Data extracts:
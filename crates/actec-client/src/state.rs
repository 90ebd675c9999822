//! Connection state machine
//!
//! ```text
//! Disconnected → Connected ⇄ Reconnecting
//!       ↘            ↓            ↙
//!              Closed (terminal)
//! ```

use std::fmt;
use std::time::Duration;

use thiserror::Error;

/// Lifecycle state of a [`Session`](crate::Session)
#[derive(Debug, Clone, Copy, PartialEq, Eq, Hash, Default)]
pub enum ConnectionState {
    /// Never connected, or the first connect failed
    #[default]
    Disconnected,
    /// Logged in and exchanging frames
    Connected,
    /// Connection lost; the session is trying to get it back
    Reconnecting,
    /// Shut down for good
    Closed,
}

/// Error when an invalid state transition is attempted
#[derive(Debug, Error, Clone, PartialEq, Eq)]
#[error("Invalid state transition from {from:?} to {to:?}: {reason}")]
pub struct InvalidTransition {
    pub from: ConnectionState,
    pub to: ConnectionState,
    pub reason: &'static str,
}

impl ConnectionState {
    /// Attempt a transition to a new state.
    ///
    /// Transitions to the current state are accepted and change nothing,
    /// except out of `Closed`, which accepts nothing at all.
    pub fn try_transition(self, to: ConnectionState) -> Result<ConnectionState, InvalidTransition> {
        use ConnectionState::*;

        let valid = match (self, to) {
            (Closed, _) => false,
            (_, Closed) => true,
            (Disconnected, Connected) => true,
            (Disconnected, Reconnecting) => true,
            (Connected, Reconnecting) => true,
            (Reconnecting, Connected) => true,
            (from, to) if from == to => true,
            _ => false,
        };

        if valid {
            Ok(to)
        } else {
            Err(InvalidTransition {
                from: self,
                to,
                reason: Self::transition_error_reason(self, to),
            })
        }
    }

    /// Check if a transition is valid without performing it
    pub fn can_transition_to(self, to: ConnectionState) -> bool {
        self.try_transition(to).is_ok()
    }

    fn transition_error_reason(from: ConnectionState, to: ConnectionState) -> &'static str {
        use ConnectionState::*;

        match (from, to) {
            (Closed, _) => "Closed is terminal - session cannot recover",
            (_, Disconnected) => "Disconnected is only the initial state",
            _ => "Invalid state transition",
        }
    }

    /// Only a connected session makes its units available
    pub fn is_available(self) -> bool {
        self == ConnectionState::Connected
    }

    pub fn as_str(&self) -> &'static str {
        match self {
            ConnectionState::Disconnected => "disconnected",
            ConnectionState::Connected => "connected",
            ConnectionState::Reconnecting => "reconnecting",
            ConnectionState::Closed => "closed",
        }
    }
}

impl fmt::Display for ConnectionState {
    fn fmt(&self, f: &mut fmt::Formatter<'_>) -> fmt::Result {
        f.write_str(self.as_str())
    }
}

/// Delay after `attempt` consecutive failed reconnects, `base * 2^attempt`
/// capped at `max`.
pub fn backoff_delay(base: Duration, max: Duration, attempt: u32) -> Duration {
    let factor = 2_u32.checked_pow(attempt).unwrap_or(u32::MAX);
    base.saturating_mul(factor).min(max)
}

#[cfg(test)]
mod tests {
    use super::*;
    use ConnectionState::*;

    const ALL: [ConnectionState; 4] = [Disconnected, Connected, Reconnecting, Closed];

    #[test]
    fn test_closed_is_absorbing() {
        for to in ALL {
            let err = Closed.try_transition(to).unwrap_err();
            assert_eq!(err.from, Closed);
            assert_eq!(err.to, to);
            assert!(err.reason.contains("terminal"));
        }
    }

    #[test]
    fn test_closed_reachable_from_every_live_state() {
        for from in [Disconnected, Connected, Reconnecting] {
            assert_eq!(from.try_transition(Closed), Ok(Closed));
        }
    }

    #[test]
    fn test_reconnect_cycle() {
        assert!(Disconnected.can_transition_to(Connected));
        assert!(Connected.can_transition_to(Reconnecting));
        assert!(Reconnecting.can_transition_to(Connected));
        assert!(Reconnecting.can_transition_to(Reconnecting));
    }

    #[test]
    fn test_cannot_return_to_disconnected() {
        assert!(!Connected.can_transition_to(Disconnected));
        assert!(!Reconnecting.can_transition_to(Disconnected));
    }

    #[test]
    fn test_only_connected_is_available() {
        assert!(Connected.is_available());
        assert!(!Disconnected.is_available());
        assert!(!Reconnecting.is_available());
        assert!(!Closed.is_available());
    }

    #[test]
    fn test_backoff_doubles_then_caps() {
        let base = Duration::from_secs(1);
        let max = Duration::from_secs(300);
        let delays: Vec<_> = (0..12).map(|n| backoff_delay(base, max, n)).collect();

        assert_eq!(delays[0], Duration::from_secs(1));
        assert_eq!(delays[1], Duration::from_secs(2));
        assert_eq!(delays[4], Duration::from_secs(16));
        assert!(delays.windows(2).all(|pair| pair[0] <= pair[1]));
        assert_eq!(delays[11], max);
    }

    #[test]
    fn test_backoff_survives_huge_attempts() {
        let max = Duration::from_secs(300);
        assert_eq!(backoff_delay(Duration::from_secs(1), max, 200), max);
    }
}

What you need to do: Go through the records and count every line with the word "PartialEq"; the answer is the number alone.

Solution to the exercise: 2